As she grows up, she struggles to understand what she went through, and often does not know how to manage it and finds it difficult.

I believe that research is fundamental, and not feeling alone is also important for her recovery. Hopefully there will be more people who help in the treatment of rare diseases, which, although rare, do exist.


Mi hija Verónica, tiene 8 años y ahora es una niña feliz y con una vida prácticamente normal, pero sus comienzos no fueron así.

A los 3 meses de nacer, un día noté que no estaba bien, pero no sabía que la pasaba, puede ser intuición de madre. La llevamos a urgencias, y ahí empezó todo su camino.

Durante un mes, estuvo ingresada, sin tener un diagnóstico y viendo que no mejoraba nos derivaron a otro hospital. Al llegar en la ambulancia al nuevo hospital, nos meten en la UCI de oncología, y ahí el mundo se nos vino encima…pero la directora nos comentó, que con los resultados que la habían pasado de Verónica, lo que tenía no era cáncer, que era su especialidad, pero que quería hacer otras pruebas, para poder ver que la sucedía a nuestra pequeña. Al día siguiente nos comenta que ha hablado con los médicos del Hospital de La Paz de Madrid y que nos derivan allí, porque creen que allí van a saber tratar a nuestra pequeña.
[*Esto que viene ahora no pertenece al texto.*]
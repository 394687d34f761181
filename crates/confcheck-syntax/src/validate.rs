//! # Syntax Validation
//!
//! Parses every discovered config file with the parser matching its
//! extension. The run is fail-fast: the first file that does not parse
//! aborts validation with [`CheckError::Parse`].

use std::path::{Path, PathBuf};

use serde::Serialize;

use confcheck_core::{load_document, CheckError, DocumentFormat, ParserRegistry};

use crate::discover::{discover, DEFAULT_EXTENSIONS};

/// A file that parsed successfully.
#[derive(Debug, Clone, PartialEq, Eq, Serialize)]
pub struct CheckedFile {
    /// Path of the file.
    pub path: PathBuf,
    /// Format it was parsed as.
    pub format: DocumentFormat,
}

/// Outcome of a successful syntax validation run.
#[derive(Debug, Clone, Serialize)]
pub struct SyntaxReport {
    /// Directory that was scanned.
    pub dir: PathBuf,
    /// Files checked, in the order they were parsed.
    pub files: Vec<CheckedFile>,
}

impl SyntaxReport {
    /// Number of files checked.
    pub fn len(&self) -> usize {
        self.files.len()
    }

    /// Returns true if the directory held no matching files.
    pub fn is_empty(&self) -> bool {
        self.files.is_empty()
    }

    /// Number of files checked in `format`.
    pub fn count(&self, format: DocumentFormat) -> usize {
        self.files.iter().filter(|f| f.format == format).count()
    }
}

/// Validates that config files parse.
#[derive(Debug)]
pub struct SyntaxValidator<'r> {
    registry: &'r ParserRegistry,
    extensions: Vec<String>,
}

impl<'r> SyntaxValidator<'r> {
    /// Build a validator for the default `json` and `yml` extensions.
    ///
    /// # Errors
    ///
    /// Returns [`CheckError::Configuration`] if `registry` lacks a parser for
    /// any of the default formats (in practice: YAML support compiled out).
    pub fn new(registry: &'r ParserRegistry) -> Result<Self, CheckError> {
        Self::with_extensions(registry, DEFAULT_EXTENSIONS)
    }

    /// Build a validator for an explicit extension set.
    ///
    /// # Errors
    ///
    /// Returns [`CheckError::Configuration`] if an extension maps to no known
    /// format, or if `registry` has no parser for one of the formats.
    pub fn with_extensions<S: AsRef<str>>(
        registry: &'r ParserRegistry,
        extensions: &[S],
    ) -> Result<Self, CheckError> {
        if extensions.is_empty() {
            return Err(CheckError::Configuration(
                "no config file extensions to check".to_string(),
            ));
        }

        let mut resolved = Vec::with_capacity(extensions.len());
        for ext in extensions {
            let ext = ext.as_ref().trim_start_matches('.');
            let format = DocumentFormat::from_extension(ext).ok_or_else(|| {
                CheckError::Configuration(format!("unsupported config file extension '{ext}'"))
            })?;
            registry.require(format)?;
            resolved.push(ext.to_string());
        }

        Ok(Self {
            registry,
            extensions: resolved,
        })
    }

    /// Extensions this validator checks.
    pub fn extensions(&self) -> &[String] {
        &self.extensions
    }

    /// Parse every matching file directly inside `dir`.
    ///
    /// # Errors
    ///
    /// - [`CheckError::Io`] if the directory or a file cannot be read.
    /// - [`CheckError::Parse`] for the first file that does not parse.
    pub fn validate_dir(&self, dir: &Path) -> Result<SyntaxReport, CheckError> {
        let paths = discover(dir, self.extensions.as_slice())?;
        tracing::info!(
            dir = %dir.display(),
            count = paths.len(),
            "validating config file syntax"
        );

        let mut files = Vec::with_capacity(paths.len());
        for path in paths {
            let document = load_document(self.registry, &path).map_err(|e| {
                tracing::debug!(path = %path.display(), kind = e.kind(), "config file rejected");
                e
            })?;
            files.push(CheckedFile {
                format: document.format(),
                path,
            });
        }

        Ok(SyntaxReport {
            dir: dir.to_path_buf(),
            files,
        })
    }
}

#[cfg(all(test, feature = "yaml"))]
mod tests {
    use super::*;
    use confcheck_core::JsonParser;

    fn write(dir: &Path, name: &str, body: &str) -> PathBuf {
        let path = dir.join(name);
        std::fs::write(&path, body).unwrap();
        path
    }

    #[test]
    fn valid_json_files_pass() {
        let dir = tempfile::tempdir().unwrap();
        write(dir.path(), "a.json", r#"{"panels": [{"id": 1}]}"#);
        write(dir.path(), "b.json", "[]");

        let registry = ParserRegistry::with_defaults();
        let report = SyntaxValidator::new(&registry)
            .unwrap()
            .validate_dir(dir.path())
            .unwrap();
        assert_eq!(report.len(), 2);
        assert_eq!(report.count(DocumentFormat::Json), 2);
    }

    #[test]
    fn valid_yaml_files_pass() {
        let dir = tempfile::tempdir().unwrap();
        write(
            dir.path(),
            "prometheus.yml",
            "global:\n  scrape_interval: 15s\nscrape_configs:\n  - job_name: kong\n",
        );
        write(dir.path(), "empty.yml", "");

        let registry = ParserRegistry::with_defaults();
        let report = SyntaxValidator::new(&registry)
            .unwrap()
            .validate_dir(dir.path())
            .unwrap();
        assert_eq!(report.count(DocumentFormat::Yaml), 2);
    }

    #[test]
    fn empty_directory_passes() {
        let dir = tempfile::tempdir().unwrap();
        let registry = ParserRegistry::with_defaults();
        let report = SyntaxValidator::new(&registry)
            .unwrap()
            .validate_dir(dir.path())
            .unwrap();
        assert!(report.is_empty());
        assert_eq!(report.dir, dir.path());
    }

    #[test]
    fn trailing_comma_json_fails_with_path() {
        let dir = tempfile::tempdir().unwrap();
        write(dir.path(), "good.json", "{}");
        let bad = write(dir.path(), "otel.json", "{\n  \"exporters\": [\"otlp\"],\n}\n");

        let registry = ParserRegistry::with_defaults();
        let err = SyntaxValidator::new(&registry)
            .unwrap()
            .validate_dir(dir.path())
            .unwrap_err();
        match err {
            CheckError::Parse { path, format, .. } => {
                assert_eq!(path, bad.display().to_string());
                assert_eq!(format, DocumentFormat::Json);
            }
            other => panic!("expected Parse, got: {other}"),
        }
    }

    #[test]
    fn broken_yaml_fails_with_path() {
        let dir = tempfile::tempdir().unwrap();
        let bad = write(dir.path(), "alerts.yml", "groups: [\n  - name: x\n");

        let registry = ParserRegistry::with_defaults();
        let err = SyntaxValidator::new(&registry)
            .unwrap()
            .validate_dir(dir.path())
            .unwrap_err();
        match err {
            CheckError::Parse { path, format, .. } => {
                assert_eq!(path, bad.display().to_string());
                assert_eq!(format, DocumentFormat::Yaml);
            }
            other => panic!("expected Parse, got: {other}"),
        }
    }

    #[test]
    fn first_failure_in_sorted_order_is_reported() {
        let dir = tempfile::tempdir().unwrap();
        let first = write(dir.path(), "a-broken.json", "{");
        write(dir.path(), "z-broken.json", "{");

        let registry = ParserRegistry::with_defaults();
        let err = SyntaxValidator::new(&registry)
            .unwrap()
            .validate_dir(dir.path())
            .unwrap_err();
        assert!(err.to_string().contains(&first.display().to_string()), "got: {err}");
    }

    #[test]
    fn missing_yaml_parser_is_configuration_error() {
        let registry = ParserRegistry::empty().with_parser(JsonParser);
        let err = SyntaxValidator::new(&registry).unwrap_err();
        assert!(matches!(err, CheckError::Configuration(_)), "got: {err}");
    }

    #[test]
    fn json_only_extensions_work_without_yaml_parser() {
        let dir = tempfile::tempdir().unwrap();
        write(dir.path(), "a.json", "{}");
        write(dir.path(), "ignored.yml", ": : :");

        let registry = ParserRegistry::empty().with_parser(JsonParser);
        let report = SyntaxValidator::with_extensions(&registry, &["json"])
            .unwrap()
            .validate_dir(dir.path())
            .unwrap();
        assert_eq!(report.len(), 1);
    }

    #[test]
    fn unknown_extension_is_configuration_error() {
        let registry = ParserRegistry::with_defaults();
        let err = SyntaxValidator::with_extensions(&registry, &["toml"]).unwrap_err();
        assert!(err.to_string().contains("toml"), "got: {err}");
    }

    #[test]
    fn leading_dot_in_extension_is_accepted() {
        let registry = ParserRegistry::with_defaults();
        let validator = SyntaxValidator::with_extensions(&registry, &[".json", ".yml"]).unwrap();
        assert_eq!(validator.extensions(), ["json", "yml"]);
    }

    #[test]
    fn empty_extension_set_is_rejected() {
        let registry = ParserRegistry::with_defaults();
        let none: [&str; 0] = [];
        let err = SyntaxValidator::with_extensions(&registry, &none).unwrap_err();
        assert!(matches!(err, CheckError::Configuration(_)));
    }
}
Tras unos días de pruebas, los médicos se sientan con nosotros, y nos comentan que Verónica tiene una enfermedad rara, denominada Inmunodeficiencia combinada grave por déficit de ADA. Lo que nos explican, es que su cuerpo no genera defensas, y por eso su cuerpo está desprotegido ante cualquier enfermedad. Nos dicen que es una “niña burbuja”. En ese momento recuerdo la peli que vi hace unos años, que se llamaba así el “niño burbuja” y empiezo a recordar que es un niño que vive aislado en una burbuja dentro de su habitación y que no tiene contacto con el exterior…y piensas… “¿eso es lo que va a vivir mi hija?”. Tras la frustración, el dolor y el miedo, viene la esperanza, cuando los médicos te cuentan, que Vero necesita un trasplante de médula ósea para recuperarse…y que han empezado la búsqueda de donante.

La búsqueda del donante fue larga, mi hija tenía 5 meses y estábamos a la espera de encontrar a alguien que la salvara la vida.

Con casi 9 meses, un día nos dicen que han encontrado un donante compatible, pero que por motivos personales, no podía donar de manera inmediata…así que en un mismo momento, pasas de la alegría a la tristeza, pasando por la incertidumbre de qué va a pasar, y el cabreo de que alguien tenga otras cosas que hacer, cuando tu hija lo necesita …Que egoísta es el ser humano, encima que alguien dona, queremos que su vida se pare por nosotros…ahora me doy cuenta de ello.

Durante la espera…los médicos nos hablan de una terapia génica que han encontrado en Londres, sobre la enfermedad de Vero, y que si queremos participar. De repente, te encuentras pensando qué sería lo mejor para tu hija, si seguir esperando o si aventurarnos a un país diferente, desconocido, con una lengua desconocida para nosotros y sin saber si eso sería bueno o no para ella. Es cierto que los médicos nos dejaron preguntarles todo, y aunque no te dicen qué harían ellos, yo les preguntaba pros y contras de una cosa y de otra…y después de pensarlo mucho, nos fuimos para allá.

El proceso hasta que llegas al momento crucial de la terapia génica, fue largo, con muchos vaivenes emocionales, y con pruebas que no salieron tan bien como pensábamos. Nuestra pequeña vivió momentos difíciles, y nosotros también, ya que éramos conscientes de todo lo que estaba pasando …pero con 1 año y medio, llegó el día de dar a Vero la oportunidad de volver a nacer. La oportunidad de comenzar el camino de la recuperación.

Hoy en día, ella es feliz, hace vida casi normal, si no fuera por las visitas médicas en España y en Londres. Pero incluso para ella, sus viajes a Londres, son de disfrute.

La gente que la conoce, siempre dicen lo valiente que es. Pero yo digo que es una luchadora, con mucho carácter, pero que ilumina la vida de los que estamos a su alrededor.

A medida que está creciendo, le cuesta entender lo que vivió, y muchas veces no sabe cómo gestionarlo y lo pasa mal.

Creo que la investigación es fundamental, y el no sentirse solos también es importante para su recuperación. Ojalá haya más personas que ayuden en el tratamiento de las enfermedades raras, que, aunque son raras, existen.